- **Extracted entries**:
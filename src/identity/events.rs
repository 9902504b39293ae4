use tokio::sync::broadcast;

/// Change notifications published by the session store. Subscribers re-read the
/// store on receipt; the payload is a hint, the store is the truth.
#[derive(Debug, Clone, Copy, PartialEq, Eq)]
pub enum SessionEvent {
    SignedIn,
    SignedOut,
    /// A refresh replaced the cached identity.
    IdentityReplaced,
    ImpersonationChanged { active: bool },
}

const CHANNEL_CAPACITY: usize = 32;

/// Fire-and-forget fan-out. Publishing with no subscribers is not an error and a
/// lagging subscriber simply misses older events.
#[derive(Clone)]
pub struct SessionEvents {
    tx: broadcast::Sender<SessionEvent>,
}

impl Default for SessionEvents {
    fn default() -> Self {
        let (tx, _) = broadcast::channel(CHANNEL_CAPACITY);
        Self { tx }
    }
}

impl SessionEvents {
    pub fn publish(&self, ev: SessionEvent) {
        let _ = self.tx.send(ev);
    }

    pub fn subscribe(&self) -> broadcast::Receiver<SessionEvent> {
        self.tx.subscribe()
    }

    pub fn subscriber_count(&self) -> usize {
        self.tx.receiver_count()
    }
}
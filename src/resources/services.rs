//! Admin resource endpoints. Every call is authenticated, so failures also reach the
//! client's notifier.

use serde::Serialize;
use serde_json::{json, Value};

use crate::client::ApiClient;
use crate::error::AppResult;
use crate::identity::Ack;

use super::logs::{normalize_logs, LogEntry};
use super::records::{BranchRecord, CategoryRecord, Listing, PermissionRecord, RoleRecord, TenantRecord, UserRecord};

#[derive(Debug, Clone, Default, Serialize)]
pub struct UserForm {
    pub name: String,
    pub email: String,
    #[serde(skip_serializing_if = "Option::is_none")]
    pub password: Option<String>,
    #[serde(skip_serializing_if = "Option::is_none")]
    pub phone: Option<String>,
    #[serde(skip_serializing_if = "Option::is_none")]
    pub address: Option<String>,
}

#[derive(Debug, Clone, Default, Serialize)]
pub struct BranchForm {
    pub tenant_id: String,
    pub name: String,
    #[serde(skip_serializing_if = "Option::is_none")]
    pub email: Option<String>,
    #[serde(skip_serializing_if = "Option::is_none")]
    pub phone: Option<String>,
    #[serde(skip_serializing_if = "Option::is_none")]
    pub address: Option<String>,
}

#[derive(Debug, Clone, Default, Serialize)]
pub struct CategoryForm {
    pub name: String,
    pub description: String,
}

fn paging(page: u32, per_page: u32) -> Vec<(&'static str, String)> {
    vec![("page", page.max(1).to_string()), ("per_page", per_page.max(1).to_string())]
}

fn ack(v: Value) -> Ack {
    Ack { message: v.get("message").and_then(|m| m.as_str()).map(|s| s.to_string()) }
}

// `{data: [...]}` or a bare array; anything else is an empty list.
fn unwrap_rows(v: Value) -> Value {
    match v {
        Value::Object(mut m) => match m.remove("data") {
            Some(rows @ Value::Array(_)) => rows,
            _ => Value::Array(Vec::new()),
        },
        rows @ Value::Array(_) => rows,
        _ => Value::Array(Vec::new()),
    }
}

#[derive(Clone)]
pub struct ResourceApi {
    client: ApiClient,
}

impl ResourceApi {
    pub fn new(client: ApiClient) -> Self { Self { client } }

    // users

    pub async fn users(&self, page: u32, per_page: u32) -> AppResult<Listing<UserRecord>> {
        Listing::from_value(self.client.get_query("/users", &paging(page, per_page)).await?)
    }

    /// Every user in one request, for pickers.
    pub async fn all_users(&self) -> AppResult<Vec<UserRecord>> {
        let v: Value = self.client.get_query("/users", &[("per_page", "100".to_string())]).await?;
        Ok(Listing::from_value(unwrap_rows(v))?.items)
    }

    pub async fn create_user(&self, form: &UserForm) -> AppResult<Ack> {
        self.client.post("/users", form).await.map(ack)
    }

    pub async fn update_user(&self, id: i64, form: &UserForm) -> AppResult<Ack> {
        self.client.put(&format!("/users/{}", id), form).await.map(ack)
    }

    pub async fn delete_user(&self, id: i64) -> AppResult<Ack> {
        self.client.delete(&format!("/users/{}", id)).await.map(ack)
    }

    pub async fn assign_role(&self, user_id: i64, role: &str) -> AppResult<Ack> {
        self.client.post(&format!("/users/{}/assign-role", user_id), &json!({ "role": role })).await.map(ack)
    }

    pub async fn assign_branch(&self, user_id: i64, branch_id: &str) -> AppResult<Ack> {
        self.client.post(&format!("/users/{}/assign-branch", user_id), &json!({ "branch_id": branch_id })).await.map(ack)
    }

    // roles & permissions

    pub async fn roles(&self, page: u32, per_page: u32) -> AppResult<Listing<RoleRecord>> {
        Listing::from_value(self.client.get_query("/roles", &paging(page, per_page)).await?)
    }

    pub async fn delete_role(&self, id: i64) -> AppResult<Ack> {
        self.client.delete(&format!("/roles/{}", id)).await.map(ack)
    }

    pub async fn permissions(&self, page: u32, per_page: u32) -> AppResult<Listing<PermissionRecord>> {
        Listing::from_value(self.client.get_query("/permissions", &paging(page, per_page)).await?)
    }

    pub async fn all_permissions(&self) -> AppResult<Vec<PermissionRecord>> {
        let v: Value = self.client.get("/all-permissions").await?;
        Ok(Listing::from_value(unwrap_rows(v))?.items)
    }

    // branches & categories

    pub async fn branches(&self, page: u32, per_page: u32) -> AppResult<Listing<BranchRecord>> {
        Listing::from_value(self.client.get_query("/branches", &paging(page, per_page)).await?)
    }

    pub async fn create_branch(&self, form: &BranchForm) -> AppResult<Ack> {
        self.client.post("/branches", form).await.map(ack)
    }

    /// The categories endpoint names its page size `perpage`.
    pub async fn categories(&self, page: u32, per_page: u32) -> AppResult<Listing<CategoryRecord>> {
        let query = [("page", page.max(1).to_string()), ("perpage", per_page.max(1).to_string())];
        Listing::from_value(self.client.get_query("/categories", &query).await?)
    }

    pub async fn category(&self, id: i64) -> AppResult<CategoryRecord> {
        let v: Value = self.client.get(&format!("/categories/{}", id)).await?;
        let record = match v {
            Value::Object(mut m) if m.get("data").is_some_and(|d| d.is_object()) => m.remove("data").unwrap_or_default(),
            other => other,
        };
        Ok(serde_json::from_value(record)?)
    }

    pub async fn create_category(&self, form: &CategoryForm) -> AppResult<Ack> {
        self.client.post("/categories", form).await.map(ack)
    }

    pub async fn update_category(&self, id: i64, form: &CategoryForm) -> AppResult<Ack> {
        self.client.put(&format!("/categories/{}", id), form).await.map(ack)
    }

    pub async fn delete_category(&self, id: i64) -> AppResult<Ack> {
        self.client.delete(&format!("/categories/{}", id)).await.map(ack)
    }

    // logs & organizations

    pub async fn logs(&self) -> AppResult<Vec<LogEntry>> {
        let v: Value = self.client.get("/alllogs").await?;
        Ok(normalize_logs(&v))
    }

    pub async fn organizations(&self, page: u32, per_page: u32) -> AppResult<Listing<TenantRecord>> {
        Listing::from_value(self.client.get_query("/all-tenant", &paging(page, per_page)).await?)
    }

    pub async fn tenants(&self) -> AppResult<Vec<TenantRecord>> {
        let v: Value = self.client.get("/tenants").await?;
        Ok(Listing::from_value(unwrap_rows(v))?.items)
    }
}

#[cfg(test)]
mod tests {
    use super::*;

    #[test]
    fn rows_unwrap_or_empty() {
        assert_eq!(unwrap_rows(json!({"data": [1, 2]})), json!([1, 2]));
        assert_eq!(unwrap_rows(json!([3])), json!([3]));
        assert_eq!(unwrap_rows(json!({"data": {"x": 1}})), json!([]));
        assert_eq!(unwrap_rows(Value::Null), json!([]));
    }

    #[test]
    fn paging_is_at_least_one() {
        assert_eq!(paging(0, 0), vec![("page", "1".to_string()), ("per_page", "1".to_string())]);
        assert_eq!(ack(json!({"message": "Deleted"})).message.as_deref(), Some("Deleted"));
    }
}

- **Problem description**:
Look through the entries above. Extract each line with the word "BranchForm".

- **Solution to the problem**:
pub struct BranchForm {
    pub async fn create_branch(&self, form: &BranchForm) -> AppResult<Ack> {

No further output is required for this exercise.